Re: [PATCH v35 1/5] mm: support to get hints of free page blocks

Wei Wang <wei.w.wang@xxxxxxxxx> · Fri, 13 Jul 2018 08:33:27 +0800

On 07/12/2018 07:49 PM, Michal Hocko wrote:
On Thu 12-07-18 19:34:16, Wei Wang wrote:
On 07/12/2018 04:13 PM, Michal Hocko wrote:
On Thu 12-07-18 10:52:08, Wei Wang wrote:
On 07/12/2018 10:30 AM, Linus Torvalds wrote:
On Wed, Jul 11, 2018 at 7:17 PM Wei Wang <wei.w.wang@xxxxxxxxx> wrote:
Would it be better to remove __GFP_THISNODE? We actually want to get all
the guest free pages (from all the nodes).
Maybe. Or maybe it would be better to have the memory balloon logic be
per-node? Maybe you don't want to remove too much memory from one
node? I think it's one of those "play with it" things.

I don't think that's the big issue, actually. I think the real issue
is how to react quickly and gracefully to "oops, I'm trying to give
memory away, but now the guest wants it back" while you're in the
middle of trying to create that 2TB list of pages.
OK. virtio-balloon has already registered an oom notifier
(virtballoon_oom_notify). I plan to add some control there. If oom happens,
- stop the page allocation;
- immediately give back the allocated pages to mm.
Please don't. Oom notifier is an absolutely hideous interface which
should go away sooner or later (I would much rather like the former) so
do not build a new logic on top of it. I would appreciate if you
actually remove the notifier much more.

You can give memory back from the standard shrinker interface. If we are
reaching low reclaim priorities then we are struggling to reclaim memory
and then you can start returning pages back.
OK. Just curious why oom notifier is thought to be hideous, and has it been
a consensus?
Because it is a completely non-transparent callout from the OOM context
which is really subtle on its own. It is just too easy to end up in
weird corner cases. We really have to be careful and be as swift as
possible. Any potential sleep would make the OOM situation much worse
because nobody would be able to make a forward progress or (in)direct
dependency on MM subsystem can easily deadlock. Those are really hard
to track down and defining the notifier as blockable by design which
just asks for bad implementations because most people simply do not
realize how subtle the oom context is.

Another thing is that it happens way too late when we have basically
reclaimed the world and didn't get out of the memory pressure so you can
expect any workload is suffering already. Anybody sitting on a large
amount of reclaimable memory should have released that memory by that
time. Proportionally to the reclaim pressure ideally.
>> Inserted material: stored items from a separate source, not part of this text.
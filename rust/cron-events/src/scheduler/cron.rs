//! Cron expression parsing and evaluation.
//!
//! Expressions have six fields with seconds precision:
//! `sec min hour day month weekday`. Each field accepts `*`, comma lists,
//! ranges and `/` steps. Weekdays use the POSIX numbering (0 or 7 is
//! Sunday) and names (`MON`-`SUN`). Evaluation is in UTC.
//!
//! When both day-of-month and day-of-week are restricted, a day matches if
//! either field matches.

use std::str::FromStr;

use chrono::{DateTime, Datelike, Duration, Timelike, Utc};
use ::cron::Schedule;

use crate::error::{Error, Result};

/// A parsed cron expression.
///
/// Holds one schedule, or two when day-of-month and day-of-week are both
/// restricted: one per day field, merged on evaluation.
#[derive(Debug, Clone)]
pub struct CronExpression {
    source: String,
    schedules: Vec<Schedule>,
}

impl CronExpression {
    /// The expression as written by the caller.
    pub fn as_str(&self) -> &str {
        &self.source
    }

    /// First fire strictly after `after`.
    pub fn next_after(&self, after: &DateTime<Utc>) -> Option<DateTime<Utc>> {
        self.schedules
            .iter()
            .filter_map(|schedule| schedule.after(after).next())
            .min()
    }

    /// The next `n` fire times after `after`.
    pub fn upcoming(&self, after: &DateTime<Utc>, n: usize) -> Vec<DateTime<Utc>> {
        let mut runs: Vec<DateTime<Utc>> = self
            .schedules
            .iter()
            .flat_map(|schedule| schedule.after(after).take(n))
            .collect();
        runs.sort_unstable();
        runs.dedup();
        runs.truncate(n);
        runs
    }
}

impl FromStr for CronExpression {
    type Err = Error;

    fn from_str(s: &str) -> Result<Self> {
        CronParser::parse(s)
    }
}

/// Cron expression parser.
#[derive(Debug)]
pub struct CronParser;

impl CronParser {
    /// Parse a six-field expression.
    ///
    /// - `*/5 * * * * *` - every five seconds
    /// - `0 0 9 * * 1-5` - 09:00 on weekdays
    /// - `0 30 2 1 * *` - 02:30 on the first of every month
    pub fn parse(expr: &str) -> Result<CronExpression> {
        let fields: Vec<&str> = expr.split_whitespace().collect();
        if fields.len() != 6 {
            return Err(Error::invalid_expression(
                expr,
                format!("expected 6 fields (sec min hour day month weekday), got {}", fields.len()),
            ));
        }

        let weekday = translate_weekday(fields[5])
            .ok_or_else(|| Error::invalid_expression(expr, "invalid weekday field"))?;
        let (sec, min, hour, day, month) = (fields[0], fields[1], fields[2], fields[3], fields[4]);
        let build = |dom: &str, dow: &str| {
            Schedule::from_str(&format!("{sec} {min} {hour} {dom} {month} {dow}"))
                .map_err(|e| Error::invalid_expression(expr, e.to_string()))
        };

        let schedules = if is_unrestricted(day) || is_unrestricted(fields[5]) {
            vec![build(day, weekday.as_str())?]
        } else {
            vec![build(day, "*")?, build("*", weekday.as_str())?]
        };
        Ok(CronExpression {
            source: expr.to_string(),
            schedules,
        })
    }

    /// Check an expression without keeping the result.
    pub fn validate(expr: &str) -> Result<()> {
        Self::parse(expr).map(|_| ())
    }

    /// An expression matching the single instant `at`, rounded up to the
    /// next whole second. It carries an explicit year so it never repeats.
    pub fn one_shot(at: DateTime<Utc>) -> Result<CronExpression> {
        let at = if at.nanosecond() == 0 {
            at
        } else {
            at.with_nanosecond(0).unwrap_or(at) + Duration::seconds(1)
        };
        let source = format!(
            "{} {} {} {} {} * {}",
            at.second(),
            at.minute(),
            at.hour(),
            at.day(),
            at.month(),
            at.year()
        );
        let schedule = Schedule::from_str(&source)
            .map_err(|e| Error::invalid_expression(&source, e.to_string()))?;
        Ok(CronExpression {
            source,
            schedules: vec![schedule],
        })
    }
}

/// `*`, `?` and their `/1` forms leave a day field unrestricted.
fn is_unrestricted(field: &str) -> bool {
    matches!(field, "*" | "?" | "*/1" | "?/1")
}

/// Rewrite a POSIX weekday field (Sunday = 0 or 7) into the numbering the
/// evaluator uses (Sunday = 1 .. Saturday = 7). Names pass through.
fn translate_weekday(field: &str) -> Option<String> {
    if field == "*" || field == "?" || field.chars().any(|c| c.is_ascii_alphabetic()) {
        return Some(field.to_string());
    }

    let mut days = [false; 7];
    for part in field.split(',') {
        let (range, step) = match part.split_once('/') {
            Some((range, step)) => (range, step.parse::<usize>().ok().filter(|s| *s > 0)?),
            None => (part, 1),
        };
        let (start, end) = match range {
            "*" => (0, 6),
            _ => match range.split_once('-') {
                Some((a, b)) => (a.parse::<usize>().ok()?, b.parse::<usize>().ok()?),
                // `a/n` runs from a to the end of the week
                None if part.contains('/') => (range.parse::<usize>().ok()?, 6),
                None => {
                    let day = range.parse::<usize>().ok()?;
                    (day, day)
                }
            },
        };
        if start > 7 || end > 7 || start > end {
            return None;
        }
        for day in (start..=end).step_by(step) {
            days[day % 7] = true;
        }
    }

    let list: Vec<String> = days
        .iter()
        .enumerate()
        .filter(|(_, on)| **on)
        .map(|(posix, _)| (posix + 1).to_string())
        .collect();
    Some(list.join(","))
}

#[cfg(test)]
mod tests {
    use chrono::{TimeZone, Weekday};

    use super::*;

    #[test]
    fn test_parse_every_second() {
        let expr = CronParser::parse("*/1 * * * * *").unwrap();
        let now = Utc::now();
        let next = expr.next_after(&now).unwrap();
        assert!(next > now);
        assert!(next - now <= Duration::seconds(1));
    }

    #[test]
    fn test_parse_invalid() {
        assert!(matches!(
            CronParser::parse("* * * * *"),
            Err(Error::InvalidExpression { .. })
        ));
        assert!(CronParser::parse("61 * * * * *").is_err());
        assert!(CronParser::parse("not a cron at all").is_err());
        assert!(CronParser::parse("0 0 0 * * 9").is_err());
    }

    #[test]
    fn test_posix_weekdays() {
        // Saturday 2024-06-01
        let saturday = Utc.with_ymd_and_hms(2024, 6, 1, 12, 0, 0).unwrap();

        let weekdays = CronParser::parse("0 0 9 * * 1-5").unwrap();
        let next = weekdays.next_after(&saturday).unwrap();
        assert_eq!(next.weekday(), Weekday::Mon);

        let sunday = CronParser::parse("0 0 9 * * 0").unwrap();
        assert_eq!(sunday.next_after(&saturday).unwrap().weekday(), Weekday::Sun);

        let sunday7 = CronParser::parse("0 0 9 * * 7").unwrap();
        assert_eq!(sunday7.next_after(&saturday).unwrap().weekday(), Weekday::Sun);

        let named = CronParser::parse("0 0 9 * * MON").unwrap();
        assert_eq!(named.next_after(&saturday).unwrap().weekday(), Weekday::Mon);
    }

    #[test]
    fn test_day_fields_match_either() {
        // Sunday 2024-06-02; the 1st of July is the next first-of-month
        let sunday = Utc.with_ymd_and_hms(2024, 6, 2, 12, 0, 0).unwrap();
        let expr = CronParser::parse("0 0 0 1 * 1").unwrap();
        assert_eq!(
            expr.next_after(&sunday),
            Some(Utc.with_ymd_and_hms(2024, 6, 3, 0, 0, 0).unwrap())
        );

        let runs = expr.upcoming(&sunday, 6);
        let days: Vec<u32> = runs.iter().map(Datelike::day).collect();
        assert_eq!(days, vec![3, 10, 17, 24, 1, 8]);
        assert!(runs.iter().all(|r| r.day() == 1 || r.weekday() == Weekday::Mon));

        let named = CronParser::parse("0 0 9 1 * MON").unwrap();
        assert_eq!(
            named.next_after(&sunday),
            Some(Utc.with_ymd_and_hms(2024, 6, 3, 9, 0, 0).unwrap())
        );
    }

    #[test]
    fn test_single_restricted_day_field() {
        let sunday = Utc.with_ymd_and_hms(2024, 6, 2, 12, 0, 0).unwrap();
        let monthly = CronParser::parse("0 0 0 1 * *").unwrap();
        assert_eq!(
            monthly.next_after(&sunday),
            Some(Utc.with_ymd_and_hms(2024, 7, 1, 0, 0, 0).unwrap())
        );
        let mondays = CronParser::parse("0 0 0 * * 1").unwrap();
        assert_eq!(
            mondays.next_after(&sunday),
            Some(Utc.with_ymd_and_hms(2024, 6, 3, 0, 0, 0).unwrap())
        );
    }

    #[test]
    fn test_translate_weekday() {
        assert_eq!(translate_weekday("*").unwrap(), "*");
        assert_eq!(translate_weekday("0").unwrap(), "1");
        assert_eq!(translate_weekday("1-5").unwrap(), "2,3,4,5,6");
        assert_eq!(translate_weekday("5-7").unwrap(), "1,6,7");
        assert_eq!(translate_weekday("*/2").unwrap(), "1,3,5,7");
        assert!(translate_weekday("8").is_none());
        assert!(translate_weekday("5-1").is_none());
    }

    #[test]
    fn test_one_shot_fires_once() {
        let at = Utc.with_ymd_and_hms(2031, 3, 4, 5, 6, 7).unwrap();
        let expr = CronParser::one_shot(at).unwrap();
        assert_eq!(expr.as_str(), "7 6 5 4 3 * 2031");

        let before = at - Duration::hours(1);
        assert_eq!(expr.next_after(&before), Some(at));
        assert_eq!(expr.next_after(&at), None);
    }

    #[test]
    fn test_one_shot_rounds_up_fractional_seconds() {
        let at = Utc.with_ymd_and_hms(2031, 3, 4, 5, 6, 7).unwrap() + Duration::milliseconds(300);
        let expr = CronParser::one_shot(at).unwrap();
        assert_eq!(expr.as_str(), "8 6 5 4 3 * 2031");
    }

    #[test]
    fn test_upcoming_is_increasing() {
        let expr: CronExpression = "0 */5 * * * *".parse().unwrap();
        let runs = expr.upcoming(&Utc::now(), 4);
        assert_eq!(runs.len(), 4);
        for pair in runs.windows(2) {
            assert_eq!(pair[1] - pair[0], Duration::minutes(5));
        }
    }
}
The notifier API is completely unaware of oom constrains. Just imagine
you are OOM in a subset of numa nodes. Callback doesn't have any idea
about that.

Moreover we do have proper reclaim mechanism that has a feedback
loop and that should be always preferable to an abrupt reclaim.

Sounds very reasonable, thanks for the elaboration. I'll try with shrinker.

Best,
Wei